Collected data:
⟨

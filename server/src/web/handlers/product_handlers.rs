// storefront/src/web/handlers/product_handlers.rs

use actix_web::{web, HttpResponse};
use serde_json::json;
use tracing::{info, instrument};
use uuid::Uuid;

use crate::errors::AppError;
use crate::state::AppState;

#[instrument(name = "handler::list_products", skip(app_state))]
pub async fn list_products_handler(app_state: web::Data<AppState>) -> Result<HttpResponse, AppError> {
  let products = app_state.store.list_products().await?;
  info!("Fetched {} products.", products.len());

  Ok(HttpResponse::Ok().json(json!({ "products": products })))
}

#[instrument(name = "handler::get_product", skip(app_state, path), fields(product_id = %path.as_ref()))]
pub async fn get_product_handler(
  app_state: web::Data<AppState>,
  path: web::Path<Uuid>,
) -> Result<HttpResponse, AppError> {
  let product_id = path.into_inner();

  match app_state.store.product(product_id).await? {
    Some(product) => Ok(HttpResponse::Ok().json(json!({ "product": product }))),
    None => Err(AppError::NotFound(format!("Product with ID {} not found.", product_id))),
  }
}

⟩

ACTIVITY:
Using the entries, state how many of their lines hold "json"; give the number and no more.

RESPONSE BELOW:
3